■ Problem to work on ■
Check every line below for the string "FlowsmithError". Copy the ones that have it.

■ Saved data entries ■
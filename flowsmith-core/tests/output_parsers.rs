use flowsmith_core::{
    strip_code_fences, FlowsmithError, JsonOutputParser, LlmResponse, Runnable, StrOutputParser,
};
use serde::Deserialize;
use serde_json::{json, Value};

#[tokio::test]
async fn str_output_parser_extracts_content() {
    let response = LlmResponse {
        content: "Hello from LLM".to_string(),
    };
    let output = StrOutputParser.invoke(response).await.unwrap();
    assert_eq!(output, "Hello from LLM");
}

#[tokio::test]
async fn json_output_parser_accepts_plain_and_fenced_json() {
    let parser = JsonOutputParser::<Value>::new();

    let output = parser.invoke(r#"{"key": "value"}"#.to_string()).await.unwrap();
    assert_eq!(output, json!({"key": "value"}));

    let fenced = "```json\n{\n    \"key\": \"value\"\n}\n```";
    let output = parser.invoke(fenced.to_string()).await.unwrap();
    assert_eq!(output, json!({"key": "value"}));

    let response = LlmResponse {
        content: "```\n[1, 2]\n```".to_string(),
    };
    let output = parser.invoke(response).await.unwrap();
    assert_eq!(output, json!([1, 2]));
}

#[derive(Debug, Deserialize, PartialEq)]
struct Workflow {
    name: String,
    steps: Vec<String>,
}

#[tokio::test]
async fn json_output_parser_typed() {
    let parser = JsonOutputParser::<Workflow>::new();
    let output = parser
        .invoke(r#"{"name": "scraper", "steps": ["fetch", "parse"]}"#.to_string())
        .await
        .unwrap();
    assert_eq!(
        output,
        Workflow {
            name: "scraper".to_string(),
            steps: vec!["fetch".to_string(), "parse".to_string()],
        }
    );
}

#[test]
fn json_output_parser_reports_the_offending_output() {
    let parser = JsonOutputParser::<Value>::new();
    let err = parser.parse("Here is your workflow: step 1...").unwrap_err();
    match err {
        FlowsmithError::ParseFailed { output, .. } => {
            assert_eq!(output, "Here is your workflow: step 1...");
        }
        other => panic!("unexpected error: {other:?}"),
    }

    assert!(matches!(
        parser.parse("```json\n```"),
        Err(FlowsmithError::ParseFailed { .. })
    ));
}

#[test]
fn strip_code_fences_leaves_unfenced_text_alone() {
    assert_eq!(strip_code_fences("  {\"a\": 1}  "), "{\"a\": 1}");
    assert_eq!(strip_code_fences("```{\"a\": 1}```"), "{\"a\": 1}");
}
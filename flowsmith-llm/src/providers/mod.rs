//! Provider-specific LLM clients

#[cfg(feature = "google")]
pub mod google;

■ Expected answer ■
    strip_code_fences, FlowsmithError, JsonOutputParser, LlmResponse, Runnable, StrOutputParser,
        FlowsmithError::ParseFailed { output, .. } => {
        Err(FlowsmithError::ParseFailed { .. })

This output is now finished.